** Data in this exercise follows **

//! Provider chain - ordered fallback across text-generation backends

use std::sync::Arc;
use std::time::Duration;

use crate::model::{Prompt, RawResponse};
use crate::ports::{ProviderError, TextProvider};

/// Configuration for the provider chain
#[derive(Debug, Clone)]
pub struct ChainConfig {
    /// Upper bound for a single invocation
    pub timeout: Duration,
    /// Extra attempts per provider for retryable errors
    pub retries: u32,
    /// Base delay for exponential backoff between attempts
    pub backoff: Duration,
}

impl Default for ChainConfig {
    fn default() -> Self {
        Self {
            timeout: Duration::from_secs(30),
            retries: 2,
            backoff: Duration::from_millis(500),
        }
    }
}

/// Every available provider failed
#[derive(Debug, Clone, thiserror::Error)]
#[error("All providers failed: {}", summarize(.errors))]
pub struct ChainFailure {
    /// Per-provider failure reasons, in chain order
    pub errors: Vec<(String, ProviderError)>,
}

fn summarize(errors: &[(String, ProviderError)]) -> String {
    if errors.is_empty() {
        return "no provider available".to_string();
    }
    errors
        .iter()
        .map(|(name, error)| format!("{}: {}", name, error))
        .collect::<Vec<_>>()
        .join("; ")
}

/// Chain-of-responsibility over text providers
pub struct ProviderChain {
    providers: Vec<Arc<dyn TextProvider>>,
    config: ChainConfig,
}

impl ProviderChain {
    pub fn new(providers: Vec<Arc<dyn TextProvider>>, config: ChainConfig) -> Self {
        Self { providers, config }
    }

    /// Names of providers whose credential precondition is met
    pub fn available(&self) -> Vec<&str> {
        self.providers
            .iter()
            .filter(|p| p.is_available())
            .map(|p| p.name())
            .collect()
    }

    pub fn has_available(&self) -> bool {
        self.providers.iter().any(|p| p.is_available())
    }

    /// Try providers in priority order; the first non-empty response wins
    pub async fn generate(&self, prompt: &Prompt) -> Result<RawResponse, ChainFailure> {
        let mut errors = Vec::new();

        for provider in &self.providers {
            if !provider.is_available() {
                tracing::debug!(provider = %provider.name(), "Skipping unavailable provider");
                continue;
            }

            match self.invoke_with_retry(provider.as_ref(), prompt).await {
                Ok(text) => {
                    tracing::info!(
                        provider = %provider.name(),
                        response_length = text.len(),
                        "Provider returned text"
                    );
                    return Ok(RawResponse {
                        provider: provider.name().to_string(),
                        text,
                    });
                }
                Err(error) => {
                    tracing::warn!(
                        provider = %provider.name(),
                        error = %error,
                        "Provider failed, trying next"
                    );
                    errors.push((provider.name().to_string(), error));
                }
            }
        }

        Err(ChainFailure { errors })
    }

    async fn invoke_with_retry(
        &self,
        provider: &dyn TextProvider,
        prompt: &Prompt,
    ) -> Result<String, ProviderError> {
        let mut last_error = None;

        for attempt in 0..=self.config.retries {
            if attempt > 0 {
                let delay = self.config.backoff * 2_u32.saturating_pow(attempt);
                tracing::warn!(
                    provider = %provider.name(),
                    attempt = attempt,
                    delay_ms = delay.as_millis() as u64,
                    "Retrying provider"
                );
                tokio::time::sleep(delay).await;
            }

            let result = match tokio::time::timeout(self.config.timeout, provider.generate(prompt))
                .await
            {
                Ok(result) => result,
                Err(_) => Err(ProviderError::Timeout),
            };

            match result {
                Ok(text) if text.trim().is_empty() => last_error = Some(ProviderError::Empty),
                Ok(text) => return Ok(text),
                Err(error) if !error.is_retryable() => return Err(error),
                Err(error) => last_error = Some(error),
            }
        }

        Err(last_error.unwrap_or_else(|| ProviderError::Api("Unknown error".to_string())))
    }
}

** End of Data in this exercise **

> What to do: If a line in the material contains "attempts", show it.

> Exercise output:
    /// Extra attempts per provider for retryable errors
    /// Base delay for exponential backoff between attempts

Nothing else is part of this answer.